The task> Tally the lines in the following entries that include the word "loop"; state only the total.

Task data>
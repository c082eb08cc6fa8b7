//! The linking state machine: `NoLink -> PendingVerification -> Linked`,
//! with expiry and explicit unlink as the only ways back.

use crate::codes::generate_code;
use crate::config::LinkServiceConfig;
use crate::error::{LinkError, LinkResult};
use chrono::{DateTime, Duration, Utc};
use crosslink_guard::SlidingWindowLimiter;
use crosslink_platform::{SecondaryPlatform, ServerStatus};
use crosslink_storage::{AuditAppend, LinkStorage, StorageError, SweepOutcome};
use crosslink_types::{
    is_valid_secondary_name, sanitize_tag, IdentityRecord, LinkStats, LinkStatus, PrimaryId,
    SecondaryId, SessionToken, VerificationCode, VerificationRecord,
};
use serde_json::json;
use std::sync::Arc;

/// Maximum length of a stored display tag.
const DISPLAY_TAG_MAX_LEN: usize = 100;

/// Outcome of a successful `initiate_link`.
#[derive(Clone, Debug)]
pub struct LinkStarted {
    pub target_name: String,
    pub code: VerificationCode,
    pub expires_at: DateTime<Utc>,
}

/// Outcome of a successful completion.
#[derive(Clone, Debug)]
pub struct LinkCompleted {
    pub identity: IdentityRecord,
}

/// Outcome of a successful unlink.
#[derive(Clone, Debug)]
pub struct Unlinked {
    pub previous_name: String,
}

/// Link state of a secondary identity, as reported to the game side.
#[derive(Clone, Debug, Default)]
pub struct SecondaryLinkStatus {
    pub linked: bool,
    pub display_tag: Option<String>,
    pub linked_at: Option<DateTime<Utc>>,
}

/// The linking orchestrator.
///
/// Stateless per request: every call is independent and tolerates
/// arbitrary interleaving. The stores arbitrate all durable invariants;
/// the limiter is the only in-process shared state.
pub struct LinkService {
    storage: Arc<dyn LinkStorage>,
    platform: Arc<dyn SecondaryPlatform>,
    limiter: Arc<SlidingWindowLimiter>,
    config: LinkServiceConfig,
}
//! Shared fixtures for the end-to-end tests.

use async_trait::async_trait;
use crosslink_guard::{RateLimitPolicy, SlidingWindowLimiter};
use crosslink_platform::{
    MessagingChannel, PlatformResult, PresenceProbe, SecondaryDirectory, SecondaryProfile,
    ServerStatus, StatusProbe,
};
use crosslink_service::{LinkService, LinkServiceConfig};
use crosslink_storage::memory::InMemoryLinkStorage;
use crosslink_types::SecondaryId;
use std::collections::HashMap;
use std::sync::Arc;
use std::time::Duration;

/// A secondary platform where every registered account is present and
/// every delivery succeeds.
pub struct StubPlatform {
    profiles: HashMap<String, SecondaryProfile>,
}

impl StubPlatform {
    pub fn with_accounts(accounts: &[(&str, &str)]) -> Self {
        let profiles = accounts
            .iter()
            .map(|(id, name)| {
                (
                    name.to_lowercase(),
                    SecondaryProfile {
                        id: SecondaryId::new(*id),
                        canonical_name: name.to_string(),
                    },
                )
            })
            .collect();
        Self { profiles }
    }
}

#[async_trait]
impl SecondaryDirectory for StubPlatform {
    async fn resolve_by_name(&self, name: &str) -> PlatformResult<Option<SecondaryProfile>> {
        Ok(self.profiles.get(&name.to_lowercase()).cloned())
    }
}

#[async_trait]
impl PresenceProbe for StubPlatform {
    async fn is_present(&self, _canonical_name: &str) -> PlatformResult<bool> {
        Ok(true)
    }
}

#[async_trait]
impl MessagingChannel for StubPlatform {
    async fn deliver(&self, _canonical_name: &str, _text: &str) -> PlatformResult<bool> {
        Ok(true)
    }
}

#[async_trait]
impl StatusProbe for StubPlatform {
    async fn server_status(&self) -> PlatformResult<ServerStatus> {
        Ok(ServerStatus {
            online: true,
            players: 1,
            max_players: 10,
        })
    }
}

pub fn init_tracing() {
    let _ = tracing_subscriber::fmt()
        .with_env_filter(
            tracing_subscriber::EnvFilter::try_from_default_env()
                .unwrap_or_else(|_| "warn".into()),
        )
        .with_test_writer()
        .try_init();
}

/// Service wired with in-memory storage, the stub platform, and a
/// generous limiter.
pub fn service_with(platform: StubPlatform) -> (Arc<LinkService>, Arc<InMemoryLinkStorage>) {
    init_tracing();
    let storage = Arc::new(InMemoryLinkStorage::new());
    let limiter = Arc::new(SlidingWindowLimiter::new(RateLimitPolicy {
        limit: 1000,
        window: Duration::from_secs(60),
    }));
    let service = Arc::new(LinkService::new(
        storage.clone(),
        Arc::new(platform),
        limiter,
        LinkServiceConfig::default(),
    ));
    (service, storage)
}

* * *

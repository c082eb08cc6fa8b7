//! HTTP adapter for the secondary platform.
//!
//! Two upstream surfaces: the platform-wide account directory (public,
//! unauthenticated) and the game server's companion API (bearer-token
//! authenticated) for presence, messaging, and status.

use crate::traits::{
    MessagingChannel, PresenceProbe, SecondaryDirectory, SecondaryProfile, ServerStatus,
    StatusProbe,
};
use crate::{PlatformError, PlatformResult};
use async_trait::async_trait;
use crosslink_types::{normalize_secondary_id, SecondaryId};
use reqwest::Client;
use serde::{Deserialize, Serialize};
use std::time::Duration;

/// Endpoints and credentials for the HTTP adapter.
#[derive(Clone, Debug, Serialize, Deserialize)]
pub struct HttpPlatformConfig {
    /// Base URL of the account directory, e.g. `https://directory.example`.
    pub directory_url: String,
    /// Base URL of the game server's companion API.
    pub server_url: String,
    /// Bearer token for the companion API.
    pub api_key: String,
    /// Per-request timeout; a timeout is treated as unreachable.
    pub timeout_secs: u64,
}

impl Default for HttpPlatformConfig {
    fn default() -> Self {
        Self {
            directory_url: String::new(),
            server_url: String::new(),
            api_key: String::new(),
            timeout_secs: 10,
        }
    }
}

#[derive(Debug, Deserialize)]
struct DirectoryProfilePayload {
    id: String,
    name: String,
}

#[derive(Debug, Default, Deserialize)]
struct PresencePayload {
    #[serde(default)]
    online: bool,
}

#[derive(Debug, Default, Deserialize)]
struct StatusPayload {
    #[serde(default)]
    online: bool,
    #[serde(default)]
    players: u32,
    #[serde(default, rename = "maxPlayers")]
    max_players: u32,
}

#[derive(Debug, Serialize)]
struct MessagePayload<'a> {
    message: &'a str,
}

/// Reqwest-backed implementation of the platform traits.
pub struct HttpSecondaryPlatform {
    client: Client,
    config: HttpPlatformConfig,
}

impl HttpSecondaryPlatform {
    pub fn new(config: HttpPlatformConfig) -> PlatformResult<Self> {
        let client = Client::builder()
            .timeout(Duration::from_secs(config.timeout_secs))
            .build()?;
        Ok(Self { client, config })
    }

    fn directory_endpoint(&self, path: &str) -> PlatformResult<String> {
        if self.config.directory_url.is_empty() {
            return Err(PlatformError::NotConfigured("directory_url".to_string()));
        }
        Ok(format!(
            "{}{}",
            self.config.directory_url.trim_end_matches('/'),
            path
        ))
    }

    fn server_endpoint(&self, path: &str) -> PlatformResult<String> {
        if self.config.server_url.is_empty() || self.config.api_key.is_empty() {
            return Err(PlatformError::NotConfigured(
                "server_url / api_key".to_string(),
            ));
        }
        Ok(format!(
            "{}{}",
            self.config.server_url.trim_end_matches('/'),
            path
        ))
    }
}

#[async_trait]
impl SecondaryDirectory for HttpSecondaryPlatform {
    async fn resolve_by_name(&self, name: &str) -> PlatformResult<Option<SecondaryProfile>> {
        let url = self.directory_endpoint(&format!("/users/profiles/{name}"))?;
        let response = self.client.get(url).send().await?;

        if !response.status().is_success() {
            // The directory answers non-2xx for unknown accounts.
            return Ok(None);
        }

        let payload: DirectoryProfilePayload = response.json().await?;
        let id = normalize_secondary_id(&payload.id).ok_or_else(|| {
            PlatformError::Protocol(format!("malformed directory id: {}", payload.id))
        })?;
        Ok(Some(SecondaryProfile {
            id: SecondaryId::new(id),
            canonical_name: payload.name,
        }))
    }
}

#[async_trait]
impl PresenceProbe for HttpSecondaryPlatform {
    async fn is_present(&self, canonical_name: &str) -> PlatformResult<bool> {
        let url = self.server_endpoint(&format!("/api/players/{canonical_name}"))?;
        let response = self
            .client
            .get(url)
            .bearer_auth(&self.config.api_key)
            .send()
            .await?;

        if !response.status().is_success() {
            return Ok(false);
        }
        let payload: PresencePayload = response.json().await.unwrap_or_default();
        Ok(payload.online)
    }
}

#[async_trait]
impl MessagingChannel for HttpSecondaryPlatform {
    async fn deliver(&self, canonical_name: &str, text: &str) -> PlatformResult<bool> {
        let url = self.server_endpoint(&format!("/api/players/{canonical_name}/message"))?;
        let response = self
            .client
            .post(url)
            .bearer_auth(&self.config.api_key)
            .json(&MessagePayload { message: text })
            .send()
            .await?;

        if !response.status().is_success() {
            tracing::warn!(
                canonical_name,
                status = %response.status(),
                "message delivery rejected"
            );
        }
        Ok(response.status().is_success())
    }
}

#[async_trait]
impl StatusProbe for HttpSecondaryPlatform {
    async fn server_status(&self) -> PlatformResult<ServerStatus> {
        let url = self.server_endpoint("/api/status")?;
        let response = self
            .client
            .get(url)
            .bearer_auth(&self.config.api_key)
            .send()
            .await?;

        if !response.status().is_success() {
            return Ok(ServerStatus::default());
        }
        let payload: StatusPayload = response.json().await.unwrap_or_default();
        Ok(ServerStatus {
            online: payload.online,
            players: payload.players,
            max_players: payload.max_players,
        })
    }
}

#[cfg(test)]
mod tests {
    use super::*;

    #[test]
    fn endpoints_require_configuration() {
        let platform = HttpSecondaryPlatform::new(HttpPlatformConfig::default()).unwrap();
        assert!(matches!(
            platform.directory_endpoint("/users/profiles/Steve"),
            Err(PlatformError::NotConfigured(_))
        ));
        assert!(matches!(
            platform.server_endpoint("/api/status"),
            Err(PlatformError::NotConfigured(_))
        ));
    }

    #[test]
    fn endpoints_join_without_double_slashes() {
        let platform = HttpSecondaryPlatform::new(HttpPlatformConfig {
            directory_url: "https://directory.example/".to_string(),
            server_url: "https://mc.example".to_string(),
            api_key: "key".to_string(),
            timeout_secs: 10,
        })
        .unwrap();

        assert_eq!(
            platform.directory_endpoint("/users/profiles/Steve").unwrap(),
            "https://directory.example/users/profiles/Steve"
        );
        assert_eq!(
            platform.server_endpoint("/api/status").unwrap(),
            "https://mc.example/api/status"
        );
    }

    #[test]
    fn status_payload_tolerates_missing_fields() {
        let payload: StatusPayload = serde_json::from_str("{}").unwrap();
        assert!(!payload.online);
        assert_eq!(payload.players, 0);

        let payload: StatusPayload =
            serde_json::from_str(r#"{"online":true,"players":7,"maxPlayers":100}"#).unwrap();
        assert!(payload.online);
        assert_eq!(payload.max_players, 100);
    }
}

...

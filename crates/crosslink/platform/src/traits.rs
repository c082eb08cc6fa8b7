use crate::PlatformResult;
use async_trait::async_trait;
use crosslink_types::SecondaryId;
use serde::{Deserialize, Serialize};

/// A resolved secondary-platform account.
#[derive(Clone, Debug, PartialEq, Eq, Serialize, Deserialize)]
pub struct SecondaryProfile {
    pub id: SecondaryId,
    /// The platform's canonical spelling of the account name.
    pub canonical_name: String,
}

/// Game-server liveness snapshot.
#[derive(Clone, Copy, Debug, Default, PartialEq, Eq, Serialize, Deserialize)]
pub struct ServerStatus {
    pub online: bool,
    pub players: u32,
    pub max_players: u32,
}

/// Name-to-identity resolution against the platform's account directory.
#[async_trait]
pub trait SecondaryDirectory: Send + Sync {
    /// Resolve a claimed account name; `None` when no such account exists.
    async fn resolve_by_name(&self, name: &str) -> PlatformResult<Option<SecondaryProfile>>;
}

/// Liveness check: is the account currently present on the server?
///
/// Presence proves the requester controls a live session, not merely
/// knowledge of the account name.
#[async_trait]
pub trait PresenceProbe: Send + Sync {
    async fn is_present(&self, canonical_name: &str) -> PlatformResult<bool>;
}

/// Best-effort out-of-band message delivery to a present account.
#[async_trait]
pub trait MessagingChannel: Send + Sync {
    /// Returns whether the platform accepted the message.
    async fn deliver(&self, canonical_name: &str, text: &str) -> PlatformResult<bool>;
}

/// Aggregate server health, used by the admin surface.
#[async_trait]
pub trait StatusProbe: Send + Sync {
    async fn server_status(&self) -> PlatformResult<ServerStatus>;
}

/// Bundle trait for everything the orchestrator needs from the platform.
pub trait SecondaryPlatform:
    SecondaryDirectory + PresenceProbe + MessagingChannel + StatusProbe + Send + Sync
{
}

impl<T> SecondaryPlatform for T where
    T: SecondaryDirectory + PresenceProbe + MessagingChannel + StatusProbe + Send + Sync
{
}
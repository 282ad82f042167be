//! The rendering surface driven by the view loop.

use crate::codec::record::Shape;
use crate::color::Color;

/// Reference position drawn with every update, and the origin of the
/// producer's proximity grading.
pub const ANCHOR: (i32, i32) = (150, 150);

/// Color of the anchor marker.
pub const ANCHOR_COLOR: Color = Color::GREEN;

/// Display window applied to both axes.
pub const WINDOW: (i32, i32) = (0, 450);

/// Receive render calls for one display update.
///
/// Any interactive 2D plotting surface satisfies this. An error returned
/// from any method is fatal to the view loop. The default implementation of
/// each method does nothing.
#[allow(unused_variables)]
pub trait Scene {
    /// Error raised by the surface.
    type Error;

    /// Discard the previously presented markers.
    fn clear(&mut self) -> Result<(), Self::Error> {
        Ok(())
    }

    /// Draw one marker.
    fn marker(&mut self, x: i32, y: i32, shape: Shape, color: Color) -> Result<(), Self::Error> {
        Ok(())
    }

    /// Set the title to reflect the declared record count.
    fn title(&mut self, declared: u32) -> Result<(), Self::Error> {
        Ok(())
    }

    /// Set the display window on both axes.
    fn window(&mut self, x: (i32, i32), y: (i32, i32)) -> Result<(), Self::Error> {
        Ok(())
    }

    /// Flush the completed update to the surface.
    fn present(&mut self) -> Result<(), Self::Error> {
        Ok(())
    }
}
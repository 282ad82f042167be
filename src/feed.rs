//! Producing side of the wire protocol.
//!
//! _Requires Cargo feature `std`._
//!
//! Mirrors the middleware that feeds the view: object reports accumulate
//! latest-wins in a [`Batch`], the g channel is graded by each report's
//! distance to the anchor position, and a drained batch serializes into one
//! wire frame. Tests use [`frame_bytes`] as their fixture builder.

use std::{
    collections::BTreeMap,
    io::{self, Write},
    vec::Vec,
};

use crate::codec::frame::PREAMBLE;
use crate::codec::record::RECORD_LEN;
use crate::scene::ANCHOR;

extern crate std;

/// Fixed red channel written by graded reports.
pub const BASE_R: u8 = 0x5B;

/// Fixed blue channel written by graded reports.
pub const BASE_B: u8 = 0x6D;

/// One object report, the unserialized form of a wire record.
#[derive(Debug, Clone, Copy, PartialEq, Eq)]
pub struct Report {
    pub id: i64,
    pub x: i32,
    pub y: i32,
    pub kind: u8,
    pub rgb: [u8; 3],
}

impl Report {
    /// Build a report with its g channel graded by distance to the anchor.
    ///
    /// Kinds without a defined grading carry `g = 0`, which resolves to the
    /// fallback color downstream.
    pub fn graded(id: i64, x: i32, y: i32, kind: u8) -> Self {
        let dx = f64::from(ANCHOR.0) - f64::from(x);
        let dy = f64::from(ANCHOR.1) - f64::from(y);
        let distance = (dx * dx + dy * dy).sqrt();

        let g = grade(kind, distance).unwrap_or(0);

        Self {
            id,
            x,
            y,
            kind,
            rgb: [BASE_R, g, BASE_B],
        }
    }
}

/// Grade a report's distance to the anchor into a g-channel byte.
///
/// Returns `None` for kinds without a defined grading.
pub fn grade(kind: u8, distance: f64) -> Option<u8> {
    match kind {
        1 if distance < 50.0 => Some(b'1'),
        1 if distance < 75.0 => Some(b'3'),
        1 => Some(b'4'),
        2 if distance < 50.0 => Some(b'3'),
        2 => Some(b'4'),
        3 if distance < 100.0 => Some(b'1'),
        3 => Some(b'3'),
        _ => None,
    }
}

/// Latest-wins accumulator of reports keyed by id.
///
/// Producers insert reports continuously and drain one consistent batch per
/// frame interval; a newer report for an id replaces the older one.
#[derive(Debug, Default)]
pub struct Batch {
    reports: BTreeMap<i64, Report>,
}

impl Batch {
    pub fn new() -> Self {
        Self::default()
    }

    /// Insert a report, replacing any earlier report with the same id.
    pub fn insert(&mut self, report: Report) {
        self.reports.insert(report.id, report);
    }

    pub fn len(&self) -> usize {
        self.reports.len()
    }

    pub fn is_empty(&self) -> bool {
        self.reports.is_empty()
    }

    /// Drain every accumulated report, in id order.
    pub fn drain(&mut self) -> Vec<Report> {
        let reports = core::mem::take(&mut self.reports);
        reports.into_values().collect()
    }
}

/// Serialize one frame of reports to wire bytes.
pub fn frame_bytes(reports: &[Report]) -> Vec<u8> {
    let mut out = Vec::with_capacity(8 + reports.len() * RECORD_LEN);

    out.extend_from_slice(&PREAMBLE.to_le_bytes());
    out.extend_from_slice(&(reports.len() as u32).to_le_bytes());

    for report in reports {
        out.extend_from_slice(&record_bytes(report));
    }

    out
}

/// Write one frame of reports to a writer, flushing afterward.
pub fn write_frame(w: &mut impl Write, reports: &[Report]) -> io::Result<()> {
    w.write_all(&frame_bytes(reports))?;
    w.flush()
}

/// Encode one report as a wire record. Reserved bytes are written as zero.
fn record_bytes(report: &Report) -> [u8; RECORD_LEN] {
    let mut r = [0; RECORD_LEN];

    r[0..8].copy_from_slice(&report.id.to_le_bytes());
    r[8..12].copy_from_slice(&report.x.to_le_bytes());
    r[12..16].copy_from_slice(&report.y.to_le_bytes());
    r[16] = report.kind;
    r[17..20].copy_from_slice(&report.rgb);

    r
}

Result> 2